Aim of the exercise:
Below are some entries. Reproduce them word for word.
#### Records
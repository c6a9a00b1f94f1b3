//! # Chunk Module
//!
//! A `Chunk` is one cuboid of terrain at a fixed chunk-grid offset: its voxel grid
//! plus the two meshes built from it, opaque terrain and transparent water.
//!
//! Construction runs generation and meshing to completion. The grid never changes
//! afterwards; the meshes can be rebuilt and re-uploaded.

use cgmath::Point2;
use log::{debug, warn};

use super::{
    grid::{NeighborLookup, VoxelGrid},
    noise_source::NoiseSource,
    terrain::TerrainGenerator,
};
use crate::engine_state::rendering::{
    meshing::{MeshBuffer, MeshBuilder, MeshStats},
    renderer::Renderer,
};

/// Label of the opaque geometry stream.
pub const TERRAIN_MESH_LABEL: &str = "Terrain Mesh";
/// Label of the water geometry stream.
pub const WATER_MESH_LABEL: &str = "Water Mesh";

/// A generated and meshed piece of terrain.
#[derive(Debug)]
pub struct Chunk {
    /// The position of this chunk in chunk coordinates `(X, Z)`.
    position: Point2<i32>,
    /// The blocks of this chunk.
    grid: VoxelGrid,
    /// Faces of solid blocks.
    terrain: MeshBuffer,
    /// Faces of water blocks.
    water: MeshBuffer,
    /// Face counts of the latest build.
    stats: MeshStats,
}

impl Chunk {
    /// Generates and meshes the chunk at `(x, z)`.
    ///
    /// Nothing is uploaded yet; call [`Chunk::upload`] on the render thread.
    pub fn new<N: NoiseSource>(x: i32, z: i32, generator: &TerrainGenerator<N>) -> Self {
        Self::from_grid(Point2::new(x, z), generator.generate_chunk(x, z))
    }

    /// Wraps an existing grid and meshes it with no neighbors.
    pub fn from_grid(position: Point2<i32>, grid: VoxelGrid) -> Self {
        let mut chunk = Chunk {
            position,
            grid,
            terrain: MeshBuffer::new(TERRAIN_MESH_LABEL),
            water: MeshBuffer::new(WATER_MESH_LABEL),
            stats: MeshStats::default(),
        };
        chunk.stats = MeshBuilder::new().build(&chunk.grid, &mut chunk.terrain, &mut chunk.water);
        debug!(
            "Chunk ({}, {}) built with {} faces",
            position.x,
            position.y,
            chunk.stats.total_faces()
        );
        chunk
    }

    /// The chunk-grid offset of this chunk. `y` holds the Z coordinate.
    pub fn position(&self) -> Point2<i32> {
        self.position
    }

    /// The blocks of this chunk.
    pub fn grid(&self) -> &VoxelGrid {
        &self.grid
    }

    /// The opaque geometry stream.
    pub fn terrain(&self) -> &MeshBuffer {
        &self.terrain
    }

    /// The water geometry stream.
    pub fn water(&self) -> &MeshBuffer {
        &self.water
    }

    /// Face counts of the latest build.
    pub fn stats(&self) -> MeshStats {
        self.stats
    }

    /// Throws away the CPU-side meshes and builds them again with `builder`.
    ///
    /// Both streams are left stale: the previous upload keeps its resource but is not
    /// drawn until [`Chunk::upload`] runs again.
    pub fn rebuild_mesh<L: NeighborLookup>(&mut self, builder: &MeshBuilder<L>) -> MeshStats {
        self.terrain.clear();
        self.water.clear();
        self.stats = builder.build(&self.grid, &mut self.terrain, &mut self.water);
        self.stats
    }

    /// Uploads both meshes.
    ///
    /// A stream whose upload fails is logged and left without visible geometry; the
    /// other stream is unaffected.
    ///
    /// # Returns
    /// `true` if nothing failed.
    pub fn upload<R: Renderer + ?Sized>(&mut self, renderer: &mut R) -> bool {
        let mut ok = true;
        for mesh in [&mut self.terrain, &mut self.water] {
            if let Err(err) = mesh.upload(renderer) {
                warn!(
                    "Chunk ({}, {}): {} upload failed, it will not be drawn: {}",
                    self.position.x,
                    self.position.y,
                    mesh.label(),
                    err
                );
                ok = false;
            }
        }
        ok
    }

    /// Draws the terrain, then the water.
    pub fn render<R: Renderer + ?Sized>(&self, renderer: &mut R) {
        self.terrain.render(renderer);
        self.water.render(renderer);
    }

    /// Releases every GPU resource of this chunk.
    pub fn unload<R: Renderer + ?Sized>(&mut self, renderer: &mut R) {
        self.terrain.unload(renderer);
        self.water.unload(renderer);
    }
}

#[cfg(test)]
mod tests {
    use super::*;
    use crate::engine_state::{
        rendering::{meshing::MeshState, renderer::RecordingRenderer},
        voxels::block::BlockKind,
    };

    fn pillar() -> VoxelGrid {
        let mut grid = VoxelGrid::new(4, 4);
        grid.set(1, 0, 1, BlockKind::Grass);
        grid.set(1, 1, 1, BlockKind::Grass);
        grid.set(2, 0, 2, BlockKind::Water);
        grid
    }

    #[test]
    fn construction_meshes_both_streams() {
        let chunk = Chunk::from_grid(Point2::new(3, -1), pillar());
        assert_eq!(
            chunk.stats(),
            MeshStats {
                terrain_faces: 10,
                water_faces: 1
            }
        );
        assert!(chunk.terrain().is_stale());
        assert!(chunk.water().is_stale());
        assert_eq!(chunk.position(), Point2::new(3, -1));
    }

    #[test]
    fn upload_render_unload() {
        let mut renderer = RecordingRenderer::new();
        let mut chunk = Chunk::from_grid(Point2::new(0, 0), pillar());

        assert!(chunk.upload(&mut renderer));
        chunk.render(&mut renderer);
        let draws = renderer.take_draw_calls();
        assert_eq!(draws.len(), 2);
        assert_eq!(draws[0].index_count, 60);
        assert_eq!(draws[1].index_count, 6);

        chunk.unload(&mut renderer);
        assert_eq!(renderer.live_resources(), 0);
        chunk.render(&mut renderer);
        assert!(renderer.draw_calls().is_empty());
    }

    #[test]
    fn failed_upload_is_contained() {
        let mut renderer = RecordingRenderer::new();
        renderer.set_fail_creation(true);
        let mut chunk = Chunk::from_grid(Point2::new(0, 0), pillar());

        assert!(!chunk.upload(&mut renderer));
        chunk.render(&mut renderer);
        assert!(renderer.draw_calls().is_empty());
        assert_eq!(chunk.terrain().state(), MeshState::Built);
    }

    #[test]
    fn rebuild_marks_meshes_stale_until_reupload() {
        let mut renderer = RecordingRenderer::new();
        let mut chunk = Chunk::from_grid(Point2::new(0, 0), pillar());
        chunk.upload(&mut renderer);

        let stats = chunk.rebuild_mesh(&MeshBuilder::new());
        assert_eq!(stats.total_faces(), 11);
        chunk.render(&mut renderer);
        assert!(renderer.draw_calls().is_empty());

        assert!(chunk.upload(&mut renderer));
        chunk.render(&mut renderer);
        assert_eq!(renderer.draw_calls().len(), 2);
        assert_eq!(renderer.live_resources(), 2);
        chunk.unload(&mut renderer);
    }

    #[test]
    fn rebuild_without_faces_stops_drawing_the_old_mesh() {
        struct SolidBeyond;
        impl NeighborLookup for SolidBeyond {
            fn block_outside(&self, _i: i32, _j: i32, _k: i32) -> BlockKind {
                BlockKind::Grass
            }
        }

        let mut grid = VoxelGrid::new(2, 2);
        grid.fill(BlockKind::Grass);
        let mut renderer = RecordingRenderer::new();
        let mut chunk = Chunk::from_grid(Point2::new(0, 0), grid);
        assert!(chunk.upload(&mut renderer));
        assert_eq!(renderer.live_resources(), 1);

        let stats = chunk.rebuild_mesh(&MeshBuilder::with_neighbors(SolidBeyond));
        assert_eq!(stats.total_faces(), 0);
        assert_eq!(chunk.terrain().state(), MeshState::Built);

        assert!(chunk.upload(&mut renderer));
        assert_eq!(chunk.terrain().state(), MeshState::Empty);
        assert_eq!(renderer.live_resources(), 0);
        chunk.render(&mut renderer);
        assert!(renderer.draw_calls().is_empty());
    }
}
########
Written reply:
repository c6a9a00b1f94f1b3
//! # Chunk Module
//!
//! A `Chunk` is one cuboid of terrain at a fixed chunk-grid offset: its voxel grid
//! plus the two meshes built from it, opaque terrain and transparent water.
//!
//! Construction runs generation and meshing to completion. The grid never changes
//! afterwards; the meshes can be rebuilt and re-uploaded.

use cgmath::Point2;
use log::{debug, warn};

use super::{
    grid::{NeighborLookup, VoxelGrid},
    noise_source::NoiseSource,
    terrain::TerrainGenerator,
};
use crate::engine_state::rendering::{
    meshing::{MeshBuffer, MeshBuilder, MeshStats},
    renderer::Renderer,
};

/// Label of the opaque geometry stream.
pub const TERRAIN_MESH_LABEL: &str = "Terrain Mesh";
/// Label of the water geometry stream.
pub const WATER_MESH_LABEL: &str = "Water Mesh";

/// A generated and meshed piece of terrain.
#[derive(Debug)]
pub struct Chunk {
    /// The position of this chunk in chunk coordinates `(X, Z)`.
    position: Point2<i32>,
    /// The blocks of this chunk.
    grid: VoxelGrid,
    /// Faces of solid blocks.
    terrain: MeshBuffer,
    /// Faces of water blocks.
    water: MeshBuffer,
    /// Face counts of the latest build.
    stats: MeshStats,
}

impl Chunk {
    /// Generates and meshes the chunk at `(x, z)`.
    ///
    /// Nothing is uploaded yet; call [`Chunk::upload`] on the render thread.
    pub fn new<N: NoiseSource>(x: i32, z: i32, generator: &TerrainGenerator<N>) -> Self {
        Self::from_grid(Point2::new(x, z), generator.generate_chunk(x, z))
    }

    /// Wraps an existing grid and meshes it with no neighbors.
    pub fn from_grid(position: Point2<i32>, grid: VoxelGrid) -> Self {
        let mut chunk = Chunk {
            position,
            grid,
            terrain: MeshBuffer::new(TERRAIN_MESH_LABEL),
            water: MeshBuffer::new(WATER_MESH_LABEL),
            stats: MeshStats::default(),
        };
        chunk.stats = MeshBuilder::new().build(&chunk.grid, &mut chunk.terrain, &mut chunk.water);
        debug!(
            "Chunk ({}, {}) built with {} faces",
            position.x,
            position.y,
            chunk.stats.total_faces()
        );
        chunk
    }

    /// The chunk-grid offset of this chunk. `y` holds the Z coordinate.
    pub fn position(&self) -> Point2<i32> {
        self.position
    }

    /// The blocks of this chunk.
    pub fn grid(&self) -> &VoxelGrid {
        &self.grid
    }

    /// The opaque geometry stream.
    pub fn terrain(&self) -> &MeshBuffer {
        &self.terrain
    }

    /// The water geometry stream.
    pub fn water(&self) -> &MeshBuffer {
        &self.water
    }

    /// Face counts of the latest build.
    pub fn stats(&self) -> MeshStats {
        self.stats
    }

    /// Throws away the CPU-side meshes and builds them again with `builder`.
    ///
    /// Both streams are left stale: the previous upload keeps its resource but is not
    /// drawn until [`Chunk::upload`] runs again.
    pub fn rebuild_mesh<L: NeighborLookup>(&mut self, builder: &MeshBuilder<L>) -> MeshStats {
        self.terrain.clear();
        self.water.clear();
        self.stats = builder.build(&self.grid, &mut self.terrain, &mut self.water);
        self.stats
    }

    /// Uploads both meshes.
    ///
    /// A stream whose upload fails is logged and left without visible geometry; the
    /// other stream is unaffected.
    ///
    /// # Returns
    /// `true` if nothing failed.
    pub fn upload<R: Renderer + ?Sized>(&mut self, renderer: &mut R) -> bool {
        let mut ok = true;
        for mesh in [&mut self.terrain, &mut self.water] {
            if let Err(err) = mesh.upload(renderer) {
                warn!(
                    "Chunk ({}, {}): {} upload failed, it will not be drawn: {}",
                    self.position.x,
                    self.position.y,
                    mesh.label(),
                    err
                );
                ok = false;
            }
        }
        ok
    }

    /// Draws the terrain, then the water.
    pub fn render<R: Renderer + ?Sized>(&self, renderer: &mut R) {
        self.terrain.render(renderer);
        self.water.render(renderer);
    }

    /// Releases every GPU resource of this chunk.
    pub fn unload<R: Renderer + ?Sized>(&mut self, renderer: &mut R) {
        self.terrain.unload(renderer);
        self.water.unload(renderer);
    }
}

#[cfg(test)]
mod tests {
    use super::*;
    use crate::engine_state::{
        rendering::{meshing::MeshState, renderer::RecordingRenderer},
        voxels::block::BlockKind,
    };

    fn pillar() -> VoxelGrid {
        let mut grid = VoxelGrid::new(4, 4);
        grid.set(1, 0, 1, BlockKind::Grass);
        grid.set(1, 1, 1, BlockKind::Grass);
        grid.set(2, 0, 2, BlockKind::Water);
        grid
    }

    #[test]
    fn construction_meshes_both_streams() {
        let chunk = Chunk::from_grid(Point2::new(3, -1), pillar());
        assert_eq!(
            chunk.stats(),
            MeshStats {
                terrain_faces: 10,
                water_faces: 1
            }
        );
        assert!(chunk.terrain().is_stale());
        assert!(chunk.water().is_stale());
        assert_eq!(chunk.position(), Point2::new(3, -1));
    }

    #[test]
    fn upload_render_unload() {
        let mut renderer = RecordingRenderer::new();
        let mut chunk = Chunk::from_grid(Point2::new(0, 0), pillar());

        assert!(chunk.upload(&mut renderer));
        chunk.render(&mut renderer);
        let draws = renderer.take_draw_calls();
        assert_eq!(draws.len(), 2);
        assert_eq!(draws[0].index_count, 60);
        assert_eq!(draws[1].index_count, 6);

        chunk.unload(&mut renderer);
        assert_eq!(renderer.live_resources(), 0);
        chunk.render(&mut renderer);
        assert!(renderer.draw_calls().is_empty());
    }

    #[test]
    fn failed_upload_is_contained() {
        let mut renderer = RecordingRenderer::new();
        renderer.set_fail_creation(true);
        let mut chunk = Chunk::from_grid(Point2::new(0, 0), pillar());

        assert!(!chunk.upload(&mut renderer));
        chunk.render(&mut renderer);
        assert!(renderer.draw_calls().is_empty());
        assert_eq!(chunk.terrain().state(), MeshState::Built);
    }

    #[test]
    fn rebuild_marks_meshes_stale_until_reupload() {
        let mut renderer = RecordingRenderer::new();
        let mut chunk = Chunk::from_grid(Point2::new(0, 0), pillar());
        chunk.upload(&mut renderer);

        let stats = chunk.rebuild_mesh(&MeshBuilder::new());
        assert_eq!(stats.total_faces(), 11);
        chunk.render(&mut renderer);
        assert!(renderer.draw_calls().is_empty());

        assert!(chunk.upload(&mut renderer));
        chunk.render(&mut renderer);
        assert_eq!(renderer.draw_calls().len(), 2);
        assert_eq!(renderer.live_resources(), 2);
        chunk.unload(&mut renderer);
    }

    #[test]
    fn rebuild_without_faces_stops_drawing_the_old_mesh() {
        struct SolidBeyond;
        impl NeighborLookup for SolidBeyond {
            fn block_outside(&self, _i: i32, _j: i32, _k: i32) -> BlockKind {
                BlockKind::Grass
            }
        }

        let mut grid = VoxelGrid::new(2, 2);
        grid.fill(BlockKind::Grass);
        let mut renderer = RecordingRenderer::new();
        let mut chunk = Chunk::from_grid(Point2::new(0, 0), grid);
        assert!(chunk.upload(&mut renderer));
        assert_eq!(renderer.live_resources(), 1);

        let stats = chunk.rebuild_mesh(&MeshBuilder::with_neighbors(SolidBeyond));
        assert_eq!(stats.total_faces(), 0);
        assert_eq!(chunk.terrain().state(), MeshState::Built);

        assert!(chunk.upload(&mut renderer));
        assert_eq!(chunk.terrain().state(), MeshState::Empty);
        assert_eq!(renderer.live_resources(), 0);
        chunk.render(&mut renderer);
        assert!(renderer.draw_calls().is_empty());
    }
}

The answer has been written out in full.